■ **WHAT YOU ARE ASKED TO DO**
Please copy the entries below word for word.

■ **PROVIDED MATERIAL**
++++++++++

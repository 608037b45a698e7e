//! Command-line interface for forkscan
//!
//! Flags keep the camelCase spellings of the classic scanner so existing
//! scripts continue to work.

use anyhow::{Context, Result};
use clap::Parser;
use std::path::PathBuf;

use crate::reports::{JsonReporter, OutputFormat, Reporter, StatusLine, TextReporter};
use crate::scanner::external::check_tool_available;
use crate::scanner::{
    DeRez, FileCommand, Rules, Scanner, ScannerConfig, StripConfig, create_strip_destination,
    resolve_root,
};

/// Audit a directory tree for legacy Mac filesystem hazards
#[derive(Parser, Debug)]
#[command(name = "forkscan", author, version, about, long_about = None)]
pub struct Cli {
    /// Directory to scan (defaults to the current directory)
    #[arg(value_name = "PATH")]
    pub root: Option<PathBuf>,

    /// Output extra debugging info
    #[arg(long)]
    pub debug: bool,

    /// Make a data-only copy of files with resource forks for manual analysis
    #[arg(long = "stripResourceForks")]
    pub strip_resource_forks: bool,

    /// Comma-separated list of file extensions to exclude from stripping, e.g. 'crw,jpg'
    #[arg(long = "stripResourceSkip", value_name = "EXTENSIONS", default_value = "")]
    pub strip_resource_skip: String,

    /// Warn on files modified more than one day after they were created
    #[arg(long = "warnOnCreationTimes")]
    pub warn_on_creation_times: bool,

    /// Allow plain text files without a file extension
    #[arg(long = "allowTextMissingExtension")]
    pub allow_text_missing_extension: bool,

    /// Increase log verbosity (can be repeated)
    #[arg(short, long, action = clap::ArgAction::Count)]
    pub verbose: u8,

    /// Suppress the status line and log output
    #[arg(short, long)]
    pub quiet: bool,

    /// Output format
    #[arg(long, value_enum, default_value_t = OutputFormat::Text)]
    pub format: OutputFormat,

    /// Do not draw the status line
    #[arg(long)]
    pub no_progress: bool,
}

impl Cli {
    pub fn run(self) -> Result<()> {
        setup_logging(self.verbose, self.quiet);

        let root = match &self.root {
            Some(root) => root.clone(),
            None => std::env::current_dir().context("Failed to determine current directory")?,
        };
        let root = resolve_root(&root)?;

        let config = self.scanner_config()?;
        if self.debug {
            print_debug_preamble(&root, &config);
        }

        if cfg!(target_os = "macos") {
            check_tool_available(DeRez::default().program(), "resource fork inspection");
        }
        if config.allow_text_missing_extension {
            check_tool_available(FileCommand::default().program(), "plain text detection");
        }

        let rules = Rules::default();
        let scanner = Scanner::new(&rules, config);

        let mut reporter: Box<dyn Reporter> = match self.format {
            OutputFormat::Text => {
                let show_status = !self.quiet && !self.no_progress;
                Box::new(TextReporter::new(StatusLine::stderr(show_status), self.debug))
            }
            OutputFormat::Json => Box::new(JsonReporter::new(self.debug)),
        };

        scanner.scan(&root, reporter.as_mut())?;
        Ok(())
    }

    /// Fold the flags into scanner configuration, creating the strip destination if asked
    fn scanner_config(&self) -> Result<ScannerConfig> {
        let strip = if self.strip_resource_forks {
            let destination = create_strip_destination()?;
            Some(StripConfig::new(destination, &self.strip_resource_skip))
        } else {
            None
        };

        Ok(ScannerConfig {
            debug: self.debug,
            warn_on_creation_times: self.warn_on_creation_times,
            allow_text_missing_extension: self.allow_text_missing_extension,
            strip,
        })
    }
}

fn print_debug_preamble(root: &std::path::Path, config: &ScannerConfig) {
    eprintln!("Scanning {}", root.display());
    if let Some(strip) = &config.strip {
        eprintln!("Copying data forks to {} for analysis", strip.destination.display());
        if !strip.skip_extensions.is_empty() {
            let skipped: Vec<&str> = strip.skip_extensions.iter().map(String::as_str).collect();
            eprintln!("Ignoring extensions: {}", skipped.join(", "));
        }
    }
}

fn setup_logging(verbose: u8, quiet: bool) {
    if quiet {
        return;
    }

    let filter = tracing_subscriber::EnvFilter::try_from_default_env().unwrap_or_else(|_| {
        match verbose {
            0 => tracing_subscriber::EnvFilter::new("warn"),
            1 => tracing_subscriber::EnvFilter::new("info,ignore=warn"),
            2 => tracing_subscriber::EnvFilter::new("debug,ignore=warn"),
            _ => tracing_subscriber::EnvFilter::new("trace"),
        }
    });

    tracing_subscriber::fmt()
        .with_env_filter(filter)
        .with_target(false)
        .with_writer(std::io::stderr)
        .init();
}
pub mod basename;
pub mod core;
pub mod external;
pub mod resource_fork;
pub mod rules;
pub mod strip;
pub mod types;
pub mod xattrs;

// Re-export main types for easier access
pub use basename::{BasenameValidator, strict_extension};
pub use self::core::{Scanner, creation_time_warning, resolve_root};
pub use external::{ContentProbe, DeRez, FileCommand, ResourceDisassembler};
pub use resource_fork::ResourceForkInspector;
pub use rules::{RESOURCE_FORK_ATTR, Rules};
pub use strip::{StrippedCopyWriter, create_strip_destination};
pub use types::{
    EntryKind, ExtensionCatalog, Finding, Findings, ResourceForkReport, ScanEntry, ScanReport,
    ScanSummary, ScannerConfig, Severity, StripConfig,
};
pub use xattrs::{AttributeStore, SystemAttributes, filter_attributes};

++++++++++

■ **EXERCISE RESULT**
repository 608037b45a698e7e
//! Command-line interface for forkscan
//!
//! Flags keep the camelCase spellings of the classic scanner so existing
//! scripts continue to work.

use anyhow::{Context, Result};
use clap::Parser;
use std::path::PathBuf;

use crate::reports::{JsonReporter, OutputFormat, Reporter, StatusLine, TextReporter};
use crate::scanner::external::check_tool_available;
use crate::scanner::{
    DeRez, FileCommand, Rules, Scanner, ScannerConfig, StripConfig, create_strip_destination,
    resolve_root,
};

/// Audit a directory tree for legacy Mac filesystem hazards
#[derive(Parser, Debug)]
#[command(name = "forkscan", author, version, about, long_about = None)]
pub struct Cli {
    /// Directory to scan (defaults to the current directory)
    #[arg(value_name = "PATH")]
    pub root: Option<PathBuf>,

    /// Output extra debugging info
    #[arg(long)]
    pub debug: bool,

    /// Make a data-only copy of files with resource forks for manual analysis
    #[arg(long = "stripResourceForks")]
    pub strip_resource_forks: bool,

    /// Comma-separated list of file extensions to exclude from stripping, e.g. 'crw,jpg'
    #[arg(long = "stripResourceSkip", value_name = "EXTENSIONS", default_value = "")]
    pub strip_resource_skip: String,

    /// Warn on files modified more than one day after they were created
    #[arg(long = "warnOnCreationTimes")]
    pub warn_on_creation_times: bool,

    /// Allow plain text files without a file extension
    #[arg(long = "allowTextMissingExtension")]
    pub allow_text_missing_extension: bool,

    /// Increase log verbosity (can be repeated)
    #[arg(short, long, action = clap::ArgAction::Count)]
    pub verbose: u8,

    /// Suppress the status line and log output
    #[arg(short, long)]
    pub quiet: bool,

    /// Output format
    #[arg(long, value_enum, default_value_t = OutputFormat::Text)]
    pub format: OutputFormat,

    /// Do not draw the status line
    #[arg(long)]
    pub no_progress: bool,
}

impl Cli {
    pub fn run(self) -> Result<()> {
        setup_logging(self.verbose, self.quiet);

        let root = match &self.root {
            Some(root) => root.clone(),
            None => std::env::current_dir().context("Failed to determine current directory")?,
        };
        let root = resolve_root(&root)?;

        let config = self.scanner_config()?;
        if self.debug {
            print_debug_preamble(&root, &config);
        }

        if cfg!(target_os = "macos") {
            check_tool_available(DeRez::default().program(), "resource fork inspection");
        }
        if config.allow_text_missing_extension {
            check_tool_available(FileCommand::default().program(), "plain text detection");
        }

        let rules = Rules::default();
        let scanner = Scanner::new(&rules, config);

        let mut reporter: Box<dyn Reporter> = match self.format {
            OutputFormat::Text => {
                let show_status = !self.quiet && !self.no_progress;
                Box::new(TextReporter::new(StatusLine::stderr(show_status), self.debug))
            }
            OutputFormat::Json => Box::new(JsonReporter::new(self.debug)),
        };

        scanner.scan(&root, reporter.as_mut())?;
        Ok(())
    }

    /// Fold the flags into scanner configuration, creating the strip destination if asked
    fn scanner_config(&self) -> Result<ScannerConfig> {
        let strip = if self.strip_resource_forks {
            let destination = create_strip_destination()?;
            Some(StripConfig::new(destination, &self.strip_resource_skip))
        } else {
            None
        };

        Ok(ScannerConfig {
            debug: self.debug,
            warn_on_creation_times: self.warn_on_creation_times,
            allow_text_missing_extension: self.allow_text_missing_extension,
            strip,
        })
    }
}

fn print_debug_preamble(root: &std::path::Path, config: &ScannerConfig) {
    eprintln!("Scanning {}", root.display());
    if let Some(strip) = &config.strip {
        eprintln!("Copying data forks to {} for analysis", strip.destination.display());
        if !strip.skip_extensions.is_empty() {
            let skipped: Vec<&str> = strip.skip_extensions.iter().map(String::as_str).collect();
            eprintln!("Ignoring extensions: {}", skipped.join(", "));
        }
    }
}

fn setup_logging(verbose: u8, quiet: bool) {
    if quiet {
        return;
    }

    let filter = tracing_subscriber::EnvFilter::try_from_default_env().unwrap_or_else(|_| {
        match verbose {
            0 => tracing_subscriber::EnvFilter::new("warn"),
            1 => tracing_subscriber::EnvFilter::new("info,ignore=warn"),
            2 => tracing_subscriber::EnvFilter::new("debug,ignore=warn"),
            _ => tracing_subscriber::EnvFilter::new("trace"),
        }
    });

    tracing_subscriber::fmt()
        .with_env_filter(filter)
        .with_target(false)
        .with_writer(std::io::stderr)
        .init();
}
pub mod basename;
pub mod core;
pub mod external;
pub mod resource_fork;
pub mod rules;
pub mod strip;
pub mod types;
pub mod xattrs;

// Re-export main types for easier access
pub use basename::{BasenameValidator, strict_extension};
pub use self::core::{Scanner, creation_time_warning, resolve_root};
pub use external::{ContentProbe, DeRez, FileCommand, ResourceDisassembler};
pub use resource_fork::ResourceForkInspector;
pub use rules::{RESOURCE_FORK_ATTR, Rules};
pub use strip::{StrippedCopyWriter, create_strip_destination};
pub use types::{
    EntryKind, ExtensionCatalog, Finding, Findings, ResourceForkReport, ScanEntry, ScanReport,
    ScanSummary, ScannerConfig, Severity, StripConfig,
};
pub use xattrs::{AttributeStore, SystemAttributes, filter_attributes};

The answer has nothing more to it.